- Task statement
Leave every entry as it is and write the data out in full.

Saved entries
■ ■ ■

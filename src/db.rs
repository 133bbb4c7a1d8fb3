use crate::clock::Clock;
use crate::config::{BagStoreKind, DatabaseConfig};
use crate::database::postgres_repository::PostgresRepository;
use crate::error::app_error::AppError;
use crate::service::Services;
use rocket::fairing::AdHoc;
use sqlx::PgPool;
use sqlx::postgres::PgPoolOptions;
use std::sync::Arc;
use std::time::Duration;

async fn init_pool(db_config: &DatabaseConfig) -> Result<PgPool, AppError> {
    let pool = PgPoolOptions::new()
        .max_connections(db_config.max_connections)
        .min_connections(db_config.min_connections)
        .acquire_timeout(Duration::from_secs(db_config.acquire_timeout))
        .idle_timeout(Duration::from_secs(30))
        .max_lifetime(Duration::from_secs(1800))
        .connect(&db_config.url)
        .await
        .map_err(|e| AppError::db("Failed to connect to database", e))?;

    if db_config.run_migrations {
        sqlx::migrate!("./migrations").run(&pool).await?;
    }

    Ok(pool)
}

/// Connects to Postgres on ignite and manages the [`Services`] built on it.
pub fn stage_db(db_config: DatabaseConfig, bag_store: BagStoreKind, clock: Arc<dyn Clock>) -> AdHoc {
    AdHoc::try_on_ignite("Postgres (sqlx)", move |rocket| async move {
        match init_pool(&db_config).await {
            Ok(pool) => {
                tracing::info!(bag_store = ?bag_store, "Database pool initialized successfully");
                let services = Services::postgres(PostgresRepository::new(pool), bag_store, clock);
                Ok(rocket.manage(services))
            }
            Err(e) => {
                tracing::error!(error = ?e, "Failed to initialize database");
                Err(rocket)
            }
        }
    })
}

■ ■ ■

- Completed task
filename src/db.rs
repository 133bbb4c7a1d8fb3
use crate::clock::Clock;
use crate::config::{BagStoreKind, DatabaseConfig};
use crate::database::postgres_repository::PostgresRepository;
use crate::error::app_error::AppError;
use crate::service::Services;
use rocket::fairing::AdHoc;
use sqlx::PgPool;
use sqlx::postgres::PgPoolOptions;
use std::sync::Arc;
use std::time::Duration;

async fn init_pool(db_config: &DatabaseConfig) -> Result<PgPool, AppError> {
    let pool = PgPoolOptions::new()
        .max_connections(db_config.max_connections)
        .min_connections(db_config.min_connections)
        .acquire_timeout(Duration::from_secs(db_config.acquire_timeout))
        .idle_timeout(Duration::from_secs(30))
        .max_lifetime(Duration::from_secs(1800))
        .connect(&db_config.url)
        .await
        .map_err(|e| AppError::db("Failed to connect to database", e))?;

    if db_config.run_migrations {
        sqlx::migrate!("./migrations").run(&pool).await?;
    }

    Ok(pool)
}

/// Connects to Postgres on ignite and manages the [`Services`] built on it.
pub fn stage_db(db_config: DatabaseConfig, bag_store: BagStoreKind, clock: Arc<dyn Clock>) -> AdHoc {
    AdHoc::try_on_ignite("Postgres (sqlx)", move |rocket| async move {
        match init_pool(&db_config).await {
            Ok(pool) => {
                tracing::info!(bag_store = ?bag_store, "Database pool initialized successfully");
                let services = Services::postgres(PostgresRepository::new(pool), bag_store, clock);
                Ok(rocket.manage(services))
            }
            Err(e) => {
                tracing::error!(error = ?e, "Failed to initialize database");
                Err(rocket)
            }
        }
    })
}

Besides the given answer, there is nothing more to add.